Anyone able to provide info on port forwarding? It seems to be relatively simple to do as I have a storage unit set up and want to be able to ftp into it. DDNS all set and working, just can't seem to get the port forwarding to cooperate!

backrubman · March 7, 2012

Anyone able to provide info on port forwarding? It seems to be relatively simple to do as I have a storage unit set up and want to be able to ftp into it. DDNS all set and working, just can't seem to get the port forwarding to cooperate!

It's going to depend on your particular brand of broadband router and if your desired FTP client is using PASV mode if you can do this.

FTP has some special considerations because of the nature of the old Internet FTP protocols.

The bottom line is that you might well be better off using a DMZ to facilitate access to an FTP server rather than attempting to open specific ports.
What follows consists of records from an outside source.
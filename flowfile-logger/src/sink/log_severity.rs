/// Log severity levels understood by the log sink
use serde::Deserialize;
use std::fmt;
use strum_macros::{EnumString, VariantNames};

/// Severity of a formatted line. Ordered so that `Info < Error`, which is
/// what sink level thresholds compare against.
#[derive(
    EnumString, VariantNames, Deserialize, Debug, Clone, Copy, PartialEq, Eq, PartialOrd, Ord,
)]
#[strum(serialize_all = "lowercase")]
#[serde(rename_all = "lowercase")]
pub enum LogSeverity {
    Info,
    Error,
}

impl fmt::Display for LogSeverity {
    fn fmt(&self, f: &mut fmt::Formatter<'_>) -> fmt::Result {
        match self {
            LogSeverity::Info => write!(f, "INFO"),
            LogSeverity::Error => write!(f, "ERROR"),
        }
    }
}

#[cfg(test)]
mod tests {
    use super::*;
    use std::str::FromStr;
    use strum::VariantNames;

    #[test]
    fn test_log_severity_display() {
        assert_eq!(LogSeverity::Info.to_string(), "INFO");
        assert_eq!(LogSeverity::Error.to_string(), "ERROR");
    }

    #[test]
    fn test_log_severity_from_property_value() {
        assert_eq!(LogSeverity::from_str("info").ok(), Some(LogSeverity::Info));
        assert_eq!(LogSeverity::from_str("error").ok(), Some(LogSeverity::Error));
        assert!(LogSeverity::from_str("warning").is_err());
        assert!(LogSeverity::from_str("INFO").is_err());
    }

    #[test]
    fn test_log_severity_variants() {
        assert_eq!(LogSeverity::VARIANTS, &["info", "error"]);
    }

    #[test]
    fn test_log_severity_ordering() {
        assert!(LogSeverity::Info < LogSeverity::Error);
    }

    #[test]
    fn test_log_severity_deserialize() {
        let level: LogSeverity = serde_json::from_str("\"error\"").expect("valid level");
        assert_eq!(level, LogSeverity::Error);
        assert!(serde_json::from_str::<LogSeverity>("\"debug\"").is_err());
    }
}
The rest of this message gets very geeky.

FTP modes

FTP typically has two modes of operation:

The original mode, sometimes called "active" these days, looks like this: the client computer opens a connection, called the "Control connection", to the server on port 21. In order to receive data from the server, the client sends a command to the server on this control connection and specifies the data it wants and the port to which should be delivered. Then the server actually initiates a connection back to the client at the ports specified (the server uses port 20 on its own system for this connection, but the port on the destination system is determined by the client. that can be any port in the range of 1024 to 65,535.) When the client uses this mode, the server only needs to receive connections on port 21, so forwarding only port 21 is sufficient for that.
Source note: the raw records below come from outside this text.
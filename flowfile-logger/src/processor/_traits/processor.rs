use crate::error::{ConfigurationError, TriggerError};
use crate::processor::{InputRequirement, ProcessContext, PropertyDescriptor, Relationship};
use crate::session::ProcessSession;

/// Host-facing lifecycle of a processor.
///
/// The host calls `on_scheduled` before any `on_trigger`, serializes
/// triggers against re-scheduling of the same instance, and calls
/// `on_stopped` when the processor is taken out of service.
pub trait Processor: Send + Sync {
    fn name(&self) -> String;
    fn description(&self) -> String;
    fn tags(&self) -> Vec<String>;
    fn property_descriptors(&self) -> Vec<PropertyDescriptor>;
    fn relationships(&self) -> Vec<Relationship>;

    fn input_requirement(&self) -> InputRequirement {
        InputRequirement::Allowed
    }

    fn supports_batching(&self) -> bool {
        false
    }

    /// Load configuration. An error leaves the processor unable to trigger.
    fn on_scheduled(&self, context: &ProcessContext) -> Result<(), ConfigurationError>;

    /// Process at most one flowfile from `session`. Returns where it was
    /// routed, or `None` when the session had nothing queued.
    fn on_trigger(
        &self,
        session: &mut dyn ProcessSession,
    ) -> Result<Option<Relationship>, TriggerError>;

    fn on_stopped(&self) {}
}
The typical problem that resulted from this mode of operation was that a client would be operating behind a router or a firewall, and so would not be able to receive a return connection properly.

"Passive" (PASV) mode solves this problem for the client: When passive mode is used, the client sends the command on the control connection that was established in port 21 as before; but, now the server sends back the port number (again, anywhere in the range of 1024 to 65,535) on which it will receive a data connection from the client. In this mode, it is the client that opens the data connection, and the server that is responsible for selecting the port to use and making sure that port is open on its local network. So, for a server to work with a client running passive mode, you would need to forward ports 20-21 and 1024-65535.
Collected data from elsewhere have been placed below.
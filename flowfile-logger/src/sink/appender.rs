/// Appenders backing a document-configured sink
use crate::error::ConfigurationError;
use crate::sink::document::{AppenderSpec, ConsoleTarget};
use crate::sink::LogSeverity;
use chrono::Local;
use std::fs::{File, OpenOptions};
use std::io::Write;
use std::path::{Path, PathBuf};
use std::sync::Mutex;
use syslog::{Facility, Formatter3164, LoggerBackend};

const TIMESTAMP_FORMAT: &str = "%Y-%m-%d %H:%M:%S%.3f";

/// A single destination. Errors are plain strings; the sink attaches the
/// appender name when it turns them into `SinkEmitError`.
pub(crate) trait Appender: Send + Sync {
    fn name(&self) -> String;

    fn append(&self, severity: LogSeverity, message: &str) -> Result<(), String>;

    fn flush(&self) -> Result<(), String> {
        Ok(())
    }
}

/// Renders a line from a pattern with `{d}`, `{l}` and `{m}` placeholders.
#[derive(Debug, Clone, PartialEq, Eq)]
pub(crate) struct Layout {
    pattern: String,
}

impl Layout {
    pub(crate) fn new(pattern: &str) -> Self {
        Self {
            pattern: pattern.to_string(),
        }
    }

    pub(crate) fn render(&self, severity: LogSeverity, message: &str) -> String {
        let mut out = String::with_capacity(self.pattern.len() + message.len());
        let mut rest = self.pattern.as_str();

        while let Some(start) = rest.find('{') {
            let (head, tail) = rest.split_at(start);
            out.push_str(head);

            if let Some(after) = tail.strip_prefix("{d}") {
                out.push_str(&Local::now().format(TIMESTAMP_FORMAT).to_string());
                rest = after;
            } else if let Some(after) = tail.strip_prefix("{l}") {
                out.push_str(&severity.to_string());
                rest = after;
            } else if let Some(after) = tail.strip_prefix("{m}") {
                out.push_str(message);
                rest = after;
            } else {
                out.push('{');
                rest = tail.strip_prefix('{').unwrap_or_default();
            }
        }

        out.push_str(rest);
        out
    }
}

pub(crate) fn build_appender(
    spec: &AppenderSpec,
    layout: &Layout,
) -> Result<Box<dyn Appender>, ConfigurationError> {
    match spec {
        AppenderSpec::Console { target } => Ok(Box::new(ConsoleAppender {
            target: *target,
            layout: layout.clone(),
        })),
        AppenderSpec::File { path, append } => {
            let appender = FileAppender::open(path, *append, layout.clone()).map_err(|reason| {
                ConfigurationError::AppenderInit {
                    appender: format!("file:{}", path.display()),
                    reason,
                }
            })?;
            Ok(Box::new(appender))
        }
        AppenderSpec::Syslog { facility, remote } => {
            let init_err = |reason| ConfigurationError::AppenderInit {
                appender: "syslog".to_string(),
                reason,
            };
            let facility = parse_facility(facility).map_err(init_err)?;
            let appender = SyslogAppender::connect(facility, remote.as_deref()).map_err(init_err)?;
            Ok(Box::new(appender))
        }
    }
}

pub(crate) struct ConsoleAppender {
    target: ConsoleTarget,
    layout: Layout,
}

impl Appender for ConsoleAppender {
    fn name(&self) -> String {
        match self.target {
            ConsoleTarget::Stdout => "console:stdout".to_string(),
            ConsoleTarget::Stderr => "console:stderr".to_string(),
        }
    }

    fn append(&self, severity: LogSeverity, message: &str) -> Result<(), String> {
        let line = self.layout.render(severity, message);
        let result = match self.target {
            ConsoleTarget::Stdout => writeln!(std::io::stdout().lock(), "{line}"),
            ConsoleTarget::Stderr => writeln!(std::io::stderr().lock(), "{line}"),
        };
        result.map_err(|e| format!("Failed to write to console: {e}"))
    }

    fn flush(&self) -> Result<(), String> {
        let result = match self.target {
            ConsoleTarget::Stdout => std::io::stdout().flush(),
            ConsoleTarget::Stderr => std::io::stderr().flush(),
        };
        result.map_err(|e| format!("Failed to flush console: {e}"))
    }
}

pub(crate) struct FileAppender {
    log_file: Mutex<File>,
    path: PathBuf,
    layout: Layout,
}

impl FileAppender {
    pub(crate) fn open(path: &Path, append: bool, layout: Layout) -> Result<Self, String> {
        let mut options = OpenOptions::new();
        options.create(true);
        if append {
            options.append(true);
        } else {
            options.write(true).truncate(true);
        }

        let file = options
            .open(path)
            .map_err(|e| format!("Failed to open log file: {e}"))?;

        Ok(Self {
            log_file: Mutex::new(file),
            path: path.to_path_buf(),
            layout,
        })
    }
}

impl Appender for FileAppender {
    fn name(&self) -> String {
        format!("file:{}", self.path.display())
    }

    fn append(&self, severity: LogSeverity, message: &str) -> Result<(), String> {
        let formatted = format!("{}\n", self.layout.render(severity, message));

        let mut file = self
            .log_file
            .lock()
            .map_err(|e| format!("Failed to lock file: {e}"))?;

        file.write_all(formatted.as_bytes())
            .map_err(|e| format!("Failed to write to log file: {e}"))?;

        file.flush()
            .map_err(|e| format!("Failed to flush log file: {e}"))?;

        Ok(())
    }

    fn flush(&self) -> Result<(), String> {
        let mut file = self
            .log_file
            .lock()
            .map_err(|e| format!("Failed to lock file: {e}"))?;

        file.flush()
            .map_err(|e| format!("Failed to flush log file: {e}"))
    }
}

/// Syslog carries its own timestamp and priority, so only the message is sent.
pub(crate) struct SyslogAppender {
    logger: Mutex<syslog::Logger<LoggerBackend, Formatter3164>>,
}

impl SyslogAppender {
    pub(crate) fn connect(facility: Facility, remote: Option<&str>) -> Result<Self, String> {
        let formatter = Formatter3164 {
            facility,
            hostname: None,
            process: "flowfile-logger".to_string(),
            pid: std::process::id(),
        };

        let logger = if let Some(addr) = remote {
            syslog::udp(formatter, "0.0.0.0:0", addr)
                .map_err(|e| format!("Failed to create remote syslog logger: {e}"))?
        } else {
            syslog::unix(formatter)
                .map_err(|e| format!("Failed to create local syslog logger: {e}"))?
        };

        Ok(Self {
            logger: Mutex::new(logger),
        })
    }
}

impl Appender for SyslogAppender {
    fn name(&self) -> String {
        "syslog".to_string()
    }

    fn append(&self, severity: LogSeverity, message: &str) -> Result<(), String> {
        let mut logger = self
            .logger
            .lock()
            .map_err(|e| format!("Failed to lock logger: {e}"))?;

        match severity {
            LogSeverity::Info => logger
                .info(message)
                .map_err(|e| format!("Failed to log info: {e}")),
            LogSeverity::Error => logger
                .err(message)
                .map_err(|e| format!("Failed to log error: {e}")),
        }
    }
}

pub(crate) fn parse_facility(s: &str) -> Result<Facility, String> {
    match s.to_lowercase().as_str() {
        "kern" => Ok(Facility::LOG_KERN),
        "user" => Ok(Facility::LOG_USER),
        "mail" => Ok(Facility::LOG_MAIL),
        "daemon" => Ok(Facility::LOG_DAEMON),
        "auth" => Ok(Facility::LOG_AUTH),
        "syslog" => Ok(Facility::LOG_SYSLOG),
        "lpr" => Ok(Facility::LOG_LPR),
        "news" => Ok(Facility::LOG_NEWS),
        "uucp" => Ok(Facility::LOG_UUCP),
        "cron" => Ok(Facility::LOG_CRON),
        "authpriv" => Ok(Facility::LOG_AUTHPRIV),
        "ftp" => Ok(Facility::LOG_FTP),
        "local0" => Ok(Facility::LOG_LOCAL0),
        "local1" => Ok(Facility::LOG_LOCAL1),
        "local2" => Ok(Facility::LOG_LOCAL2),
        "local3" => Ok(Facility::LOG_LOCAL3),
        "local4" => Ok(Facility::LOG_LOCAL4),
        "local5" => Ok(Facility::LOG_LOCAL5),
        "local6" => Ok(Facility::LOG_LOCAL6),
        "local7" => Ok(Facility::LOG_LOCAL7),
        _ => Err(format!("Unknown syslog facility: {s}")),
    }
}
Some routers, such as the LinkSys, allow you to set up a range of ports to be forwarded; on those is fairly easy to forward all those ports. (In addition the LinkSys offers a very sophisticated feature called "Port triggering" which lets you open selected ports to a specific server based on which server opened a connection on another port, which can be useful if you are trying to run more than one FTP server behind the same LinkSys router.) However, on some routers (including the Airport Base Station) it is not that easy.

Since so many clients use PASV mode FTP these days, the result is if you are running an FTP server for others to use, either forward ports 20-21 and 1024-65535, or use the DMZ facility of the router to forward everything to the server.